My iPhone and iPad are backed up on iCloud. Apple discontinued to iTunes backup system on the Mac and Windows PCs because the company is confident that iCloud is a better solution. Maybe so, maybe not. But it works.
A few days ago I read about Google’s policy regarding Android backups in Google Drive. If you don’t use Drive to backup your Android smartphone for a month, Google deletes the backups. Say what? With enough bad press that policy could change but it posed a disaster for some Android smartphone users. What about iCloud?
Don’t color me an expert on Android and Google Drive backup routines, but deleting data arbitrarily seems a bit over the top. Yeah, we’re talking Google here; the company that scrapped their BlackBerry-like stupidphone when iPhone was introduced, then turned around and stole the iPhone’s interface and functionality. That’s another story.
The Android backup story might be more common than you think, especially considering the few billion Android smartphones in the wild. Basically, the guy had a Nexus 6P Android phone he didn’t like. He gave it back and bought an iPhone. He’s ready for Google’s Pixel 2, due soon, but found out Google had deleted his previous smartphone’s Backup folder, without an email warning.
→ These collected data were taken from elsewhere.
//! Criterion benchmarks for rust_log_backend

use criterion::{black_box, criterion_group, criterion_main, BenchmarkId, Criterion, Throughput};
use rust_log_backend::pattern::render_to_string;
use rust_log_backend::prelude::*;
use std::sync::Arc;
use std::thread;

struct NullWriter {
    required: ValueSet,
}

impl Writer for NullWriter {
    fn required_values(&self) -> ValueSet {
        self.required
    }
    fn write(&self, entry: &LogEntry) -> Result<()> {
        black_box(entry);
        Ok(())
    }
    fn flush(&self) -> Result<()> {
        Ok(())
    }
    fn close(&self) -> Result<()> {
        Ok(())
    }
    fn name(&self) -> &str {
        "null"
    }
}

fn backend(configuration: Configuration, required: ValueSet) -> Arc<LoggingBackend> {
    LoggingBackend::builder()
        .configuration(configuration.with("writer", "null"))
        .registry(WriterRegistry::new().with("null", move |_, _| {
            Ok(Arc::new(NullWriter { required }) as Arc<dyn Writer>)
        }))
        .build()
        .unwrap()
}

fn message_only() -> ValueSet {
    ValueSet::of(&[LogEntryValue::Level, LogEntryValue::Message])
}

// ============================================================================
// Backend Creation Benchmarks
// ============================================================================

fn bench_backend_creation(c: &mut Criterion) {
    let mut group = c.benchmark_group("backend_creation");
    group.throughput(Throughput::Elements(1));

    group.bench_function("sync", |b| {
        b.iter(|| black_box(backend(Configuration::new().with("level", "info"), message_only())));
    });

    group.bench_function("with_writing_thread", |b| {
        b.iter(|| {
            black_box(backend(
                Configuration::new().with("writingthread", "true"),
                message_only(),
            ))
        });
    });

    group.finish();
}

// ============================================================================
// Dispatch Benchmarks
// ============================================================================

fn bench_is_enabled(c: &mut Criterion) {
    let mut group = c.benchmark_group("is_enabled");
    group.throughput(Throughput::Elements(1));

    let backend = backend(
        Configuration::new()
            .with("level", "info, debug@db")
            .with("level@app.service", "trace"),
        message_only(),
    );
    let module = Location::Module("app::worker");
    let package = Location::Name("app.service.Handler".into());

    group.bench_function("disabled", |b| {
        b.iter(|| backend.is_enabled(black_box(&module), None, black_box(Level::Debug)));
    });

    group.bench_function("enabled", |b| {
        b.iter(|| backend.is_enabled(black_box(&module), None, black_box(Level::Info)));
    });

    group.bench_function("tagged", |b| {
        b.iter(|| backend.is_enabled(black_box(&module), Some("db"), black_box(Level::Debug)));
    });

    group.bench_function("package_override", |b| {
        b.iter(|| backend.is_enabled(black_box(&package), None, black_box(Level::Trace)));
    });

    group.finish();
}

fn bench_sync_logging(c: &mut Criterion) {
    let mut group = c.benchmark_group("sync_logging");
    group.throughput(Throughput::Elements(1));

    let minimal = backend(Configuration::new(), message_only());
    let full = backend(Configuration::new(), ValueSet::all());
    let location = Location::Module("app::service");

    group.bench_function("message_only", |b| {
        b.iter(|| {
            minimal.log(&location, None, Level::Info, None, Some(&black_box("Info message")), &[], None);
        });
    });

    group.bench_function("all_values", |b| {
        b.iter(|| {
            full.log(&location, None, Level::Info, None, Some(&black_box("Info message")), &[], None);
        });
    });

    let formatter = BraceMessageFormatter::new();
    group.bench_function("formatted_arguments", |b| {
        b.iter(|| {
            minimal.log(
                &location,
                None,
                Level::Info,
                None,
                Some(&"User {} performed {}"),
                &[&black_box(42), &black_box("login")],
                Some(&formatter),
            );
        });
    });

    group.finish();
}

fn bench_async_logging(c: &mut Criterion) {
    let mut group = c.benchmark_group("async_logging");
    group.throughput(Throughput::Elements(1));

    let backend = backend(Configuration::new().with("writingthread", "true"), message_only());
    let location = Location::Module("app::service");

    group.bench_function("enqueue", |b| {
        b.iter(|| {
            backend.log(&location, None, Level::Info, None, Some(&black_box("Async message")), &[], None);
        });
    });

    group.finish();
    backend.shutdown();
}

fn bench_concurrent_logging(c: &mut Criterion) {
    let mut group = c.benchmark_group("concurrent_logging");

    for threads in [2, 4, 8] {
        group.throughput(Throughput::Elements(threads as u64 * 1_000));
        group.bench_with_input(BenchmarkId::from_parameter(threads), &threads, |b, &threads| {
            let backend = backend(Configuration::new().with("writingthread", "true"), message_only());
            b.iter(|| {
                let handles: Vec<_> = (0..threads)
                    .map(|_| {
                        let backend = Arc::clone(&backend);
                        thread::spawn(move || {
                            let location = Location::Module("app::worker");
                            for _ in 0..1_000 {
                                backend.log(&location, None, Level::Info, None, Some(&"Concurrent"), &[], None);
                            }
                        })
                    })
                    .collect();

                for handle in handles {
                    handle.join().unwrap();
                }
            });
            backend.shutdown();
        });
    }

    group.finish();
}

// ============================================================================
// Pattern Benchmarks
// ============================================================================

fn bench_pattern(c: &mut Criterion) {
    let mut group = c.benchmark_group("pattern");
    group.throughput(Throughput::Elements(1));

    let parser = FormatPatternParser::new(InternalLogger::capturing());
    let patterns = [
        ("simple", "{level}: {message}"),
        ("default", "{date} [{thread}] {level}: {message}"),
        (
            "styled",
            "{date: %H:%M:%S%.3f} {level|min-size=5} {{class}.{method}()|max-size=30}: {message|indent=4}",
        ),
    ];

    for (name, pattern) in patterns {
        group.bench_function(BenchmarkId::new("parse", name), |b| {
            b.iter(|| black_box(parser.parse(black_box(pattern))));
        });
    }

    let entry = LogEntry::new(Level::Info)
        .with_timestamp(chrono::Utc::now())
        .with_thread(rust_log_backend::core::ThreadInfo::current())
        .with_location("app.service.Handler", "handle", "handler.rs", 42)
        .with_message("Request handled\nin 12 ms");

    for (name, pattern) in patterns {
        let token = parser.parse(pattern);
        group.bench_function(BenchmarkId::new("render", name), |b| {
            b.iter(|| black_box(render_to_string(token.as_ref(), black_box(&entry))));
        });
    }

    group.finish();
}

criterion_group!(
    benches,
    bench_backend_creation,
    bench_is_enabled,
    bench_sync_logging,
    bench_async_logging,
    bench_concurrent_logging,
    bench_pattern,
);

criterion_main!(benches);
The poor guy also had the 100GB storage option in Google Drive but it didn’t matter.
What about iCloud? Well, Apple has worked diligently in the past couple of years to improve the service, sufficiently so that I keep nearly everything backed up to iCloud.
Wait! There’s more! And it’s bad news from Apple.
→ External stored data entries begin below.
//! Host capabilities consumed by the trigger
//!
//! The trigger only needs three things from its surroundings: a modal text
//! prompt, transient notifications, and a way to start a shell command line.
//! - `macos`: osascript-backed dialog and notifications
//! - `console`: stdin/stderr fallback for other platforms and terminals
//! - `launcher`: shell process launcher (background or blocking)

pub(crate) mod console;
mod launcher;
pub(crate) mod macos;

use std::fmt;

use crate::command::Invocation;
use crate::config::ExecutionMode;
use crate::error::{DialogError, LaunchError};

pub use console::{ConsoleDialog, ConsoleNotifier};
pub use launcher::{DryRunLauncher, ShellLauncher};
pub use macos::{OsaDialog, OsaNotifier};

/// Text input request shown before composing the command
#[derive(Debug, Clone, PartialEq, Eq)]
pub struct DialogRequest {
    pub title: String,
    pub message: String,
    pub default_value: String,
    pub placeholder: String,
}

#[derive(Debug, Clone, Copy, PartialEq, Eq)]
pub enum Severity {
    Info,
    Error,
}

impl fmt::Display for Severity {
    fn fmt(&self, f: &mut fmt::Formatter<'_>) -> fmt::Result {
        match self {
            Severity::Info => f.write_str("info"),
            Severity::Error => f.write_str("error"),
        }
    }
}

#[derive(Debug, Clone, PartialEq, Eq)]
pub struct Notification {
    pub title: String,
    pub message: String,
    pub severity: Severity,
}

impl Notification {
    pub fn info(title: impl Into<String>, message: impl Into<String>) -> Self {
        Notification {
            title: title.into(),
            message: message.into(),
            severity: Severity::Info,
        }
    }

    pub fn error(title: impl Into<String>, message: impl Into<String>) -> Self {
        Notification {
            title: title.into(),
            message: message.into(),
            severity: Severity::Error,
        }
    }
}

/// What the launcher knows right after handing off the command line
#[derive(Debug, Clone, Copy, PartialEq, Eq)]
pub enum LaunchOutcome {
    /// Background start; nothing more is observed
    Detached { pid: u32 },
    /// Blocking run finished; `None` when killed by a signal
    Completed { code: Option<i32> },
    /// Command line printed instead of run
    DryRun,
}

pub trait Dialog {
    /// Returns the entered text, or `None` when the prompt was dismissed.
    /// `Err` means the prompt itself broke.
    fn text_input(&self, request: &DialogRequest) -> Result<Option<String>, DialogError>;
}

pub trait Notifier {
    /// Best effort; failures to display are logged, never returned
    fn notify(&self, notification: &Notification);
}

pub trait Launcher {
    fn launch(
        &self,
        invocation: &Invocation,
        mode: ExecutionMode,
    ) -> Result<LaunchOutcome, LaunchError>;
}

/// The capabilities one trigger run is wired to
pub struct Host {
    pub dialog: Box<dyn Dialog>,
    pub notifier: Box<dyn Notifier>,
    pub launcher: Box<dyn Launcher>,
}

impl Host {
    /// osascript dialog and notifications on macOS, console elsewhere
    pub fn native(shell: &str) -> Self {
        if cfg!(target_os = "macos") {
            Host {
                dialog: Box::new(OsaDialog),
                notifier: Box::new(OsaNotifier),
                launcher: Box::new(ShellLauncher::new(shell)),
            }
        } else {
            Host::console(shell)
        }
    }

    /// Same dialog and notifier, but the command line is only printed
    pub fn dry_run(self) -> Self {
        Host {
            launcher: Box::new(DryRunLauncher),
            ..self
        }
    }

    pub fn console(shell: &str) -> Self {
        Host {
            dialog: Box::new(ConsoleDialog),
            notifier: Box::new(ConsoleNotifier),
            launcher: Box::new(ShellLauncher::new(shell)),
        }
    }
}
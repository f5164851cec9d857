//! Configuration loading: defaults, then config.json, then env vars, then flags

use std::fs;
use std::path::{Path, PathBuf};

use super::model::{
    default_shell, CallingConvention, ConfigFile, ExecutionMode, RecipientSource, TriggerConfig,
    DEFAULT_INTERPRETER, DEFAULT_SCRIPT,
};
use crate::error::ConfigError;

pub const CONFIG_PATH_ENV: &str = "BOUNCE_TRIGGER_CONFIG";
pub const PROJECT_PATH_ENV: &str = "BOUNCE_PROJECT_PATH";
pub const RECIPIENTS_ENV: &str = "BOUNCE_DEFAULT_RECIPIENTS";

/// Values given on the command line. They win over file and env.
#[derive(Debug, Clone, Default)]
pub struct ConfigOverrides {
    pub project_root: Option<PathBuf>,
    pub recipients: Option<String>,
    pub recipient_source: Option<RecipientSource>,
    pub execution_mode: Option<ExecutionMode>,
    pub wrapper_script: Option<PathBuf>,
}

/// `<config_dir>/bounce-and-send/config.json`
pub fn default_config_path() -> Option<PathBuf> {
    dirs::config_dir().map(|dir| dir.join("bounce-and-send").join("config.json"))
}

/// Load the configuration from the process environment
pub fn load(
    explicit_path: Option<&Path>,
    overrides: &ConfigOverrides,
) -> Result<TriggerConfig, ConfigError> {
    load_with_env(explicit_path, overrides, |key| std::env::var(key).ok())
}

/// Same as [`load`] with an injectable env lookup
pub fn load_with_env<F>(
    explicit_path: Option<&Path>,
    overrides: &ConfigOverrides,
    env: F,
) -> Result<TriggerConfig, ConfigError>
where
    F: Fn(&str) -> Option<String>,
{
    // A named file must exist; the default location is optional.
    let file = match explicit_path
        .map(Path::to_path_buf)
        .or_else(|| env(CONFIG_PATH_ENV).filter(|v| !v.trim().is_empty()).map(PathBuf::from))
    {
        Some(path) => read_config_file(&path)?,
        None => match default_config_path() {
            Some(path) if path.exists() => read_config_file(&path)?,
            _ => ConfigFile::default(),
        },
    };

    resolve(file, &env, overrides)
}

pub fn read_config_file(path: &Path) -> Result<ConfigFile, ConfigError> {
    let content = fs::read_to_string(path).map_err(|source| ConfigError::Read {
        path: path.to_path_buf(),
        source,
    })?;
    let file: ConfigFile = serde_json::from_str(&content).map_err(|source| ConfigError::Parse {
        path: path.to_path_buf(),
        source,
    })?;
    log::debug!("Loaded config from {:?}", path);
    Ok(file)
}

fn resolve<F>(
    file: ConfigFile,
    env: &F,
    overrides: &ConfigOverrides,
) -> Result<TriggerConfig, ConfigError>
where
    F: Fn(&str) -> Option<String>,
{
    let project_root = overrides
        .project_root
        .clone()
        .or_else(|| non_blank(env(PROJECT_PATH_ENV)).map(PathBuf::from))
        .or(file.project_root)
        .ok_or(ConfigError::MissingProjectRoot)?;
    if !project_root.is_absolute() {
        return Err(ConfigError::RelativeProjectRoot(project_root));
    }

    // Blank values at any layer fall through to the next one.
    let default_recipients = non_blank(overrides.recipients.clone())
        .or_else(|| non_blank(env(RECIPIENTS_ENV)))
        .or_else(|| non_blank(file.default_recipients));

    let calling_convention = match &overrides.wrapper_script {
        Some(script) => CallingConvention::Wrapper {
            script: script.clone(),
        },
        None => file.calling_convention.unwrap_or_default(),
    };
    if let CallingConvention::Wrapper { script } = &calling_convention {
        if script.as_os_str().is_empty() {
            return Err(ConfigError::MissingWrapperScript);
        }
    }

    Ok(TriggerConfig {
        project_root,
        interpreter: file
            .interpreter
            .unwrap_or_else(|| PathBuf::from(DEFAULT_INTERPRETER)),
        script: file.script.unwrap_or_else(|| PathBuf::from(DEFAULT_SCRIPT)),
        default_recipients,
        recipient_source: overrides
            .recipient_source
            .or(file.recipient_source)
            .unwrap_or_default(),
        execution_mode: overrides
            .execution_mode
            .or(file.execution_mode)
            .unwrap_or_default(),
        calling_convention,
        shell: non_blank(file.shell).unwrap_or_else(|| default_shell().to_string()),
    })
}

fn non_blank(value: Option<String>) -> Option<String> {
    value.filter(|v| !v.trim().is_empty())
}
Important: If you don’t back up your iOS device to iCloud for 180 days or more, Apple reserves the right to delete your device’s iCloud backups.
Uh oh. Is nothing sacred? Digging into the fine print in Terms and Conditions yields this:
This will delete “device settings, device characteristics, photos and videos, documents, messages (iMessage, SMS, and MMS), ringtones, app data (including Health app data), location settings (such as location-based reminders that you have set up), and Home screen and app organization”.
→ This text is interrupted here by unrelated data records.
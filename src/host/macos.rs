//! osascript-backed dialog and notifications

use std::process::Command;

use super::{Dialog, DialogRequest, Notification, Notifier, Severity};
use crate::command::escape_applescript_string;
use crate::error::DialogError;

/// `display dialog ... default answer ...`; blocks until the user answers
pub struct OsaDialog;

/// `display notification ... with title ...`
pub struct OsaNotifier;

pub(crate) fn dialog_script(request: &DialogRequest) -> String {
    // AppleScript dialogs have no placeholder, so show it as a hint line.
    let message = if request.placeholder.is_empty() {
        request.message.clone()
    } else {
        format!("{}\n\ne.g. {}", request.message, request.placeholder)
    };
    format!(
        r#"text returned of (display dialog "{}" default answer "{}" with title "{}")"#,
        escape_applescript_string(&message),
        escape_applescript_string(&request.default_value),
        escape_applescript_string(&request.title)
    )
}

pub(crate) fn notification_script(notification: &Notification) -> String {
    let mut script = format!(
        r#"display notification "{}" with title "{}""#,
        escape_applescript_string(&notification.message),
        escape_applescript_string(&notification.title)
    );
    if notification.severity == Severity::Error {
        script.push_str(r#" sound name "Basso""#);
    }
    script
}

/// Interpret osascript's result. Error -128 is the user pressing Cancel;
/// any other failure is a broken dialog.
pub(crate) fn dialog_answer(
    success: bool,
    stdout: &[u8],
    stderr: &[u8],
) -> Result<Option<String>, DialogError> {
    if !success {
        let stderr = String::from_utf8_lossy(stderr);
        if stderr.contains("-128") {
            return Ok(None);
        }
        log::error!("Recipient dialog failed: {}", stderr.trim());
        return Err(DialogError::Host(stderr.trim().to_string()));
    }

    let text = String::from_utf8_lossy(stdout);
    Ok(Some(text.trim_end_matches(['\r', '\n']).to_string()))
}

impl Dialog for OsaDialog {
    fn text_input(&self, request: &DialogRequest) -> Result<Option<String>, DialogError> {
        let output = Command::new("osascript")
            .args(["-e", &dialog_script(request)])
            .output()
            .map_err(DialogError::Spawn)?;

        dialog_answer(output.status.success(), &output.stdout, &output.stderr)
    }
}

impl Notifier for OsaNotifier {
    fn notify(&self, notification: &Notification) {
        log::info!(
            "notify [{}] {}: {}",
            notification.severity,
            notification.title,
            notification.message
        );
        match Command::new("osascript")
            .args(["-e", &notification_script(notification)])
            .output()
        {
            Ok(output) if !output.status.success() => log::warn!(
                "Notification failed: {}",
                String::from_utf8_lossy(&output.stderr).trim()
            ),
            Ok(_) => {}
            Err(e) => log::warn!("Failed to run osascript for notification: {}", e),
        }
    }
}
While it may be unlikely that I will be absent from backing up my iPhone for a six month period, it isn’t exactly comforting to know that Apple has a kill switch built-in to what I backup on iCloud.
These days I like iCloud. It’s not as fast at synchronizing files between devices as Dropbox, but it’s less expensive for storage, and works far better than in the past. Plus, restoring an iPhone or iPad from a backup is so good it’s as if God is beaming down features to Apple from Steve Jobs (assumes Steve went to where many people expect to go, even those that don’t deserve it).
It is not comforting to know that Apple has a kill switch waiting in the background which could, according to a calendar date or an accident, delete my iOS backups.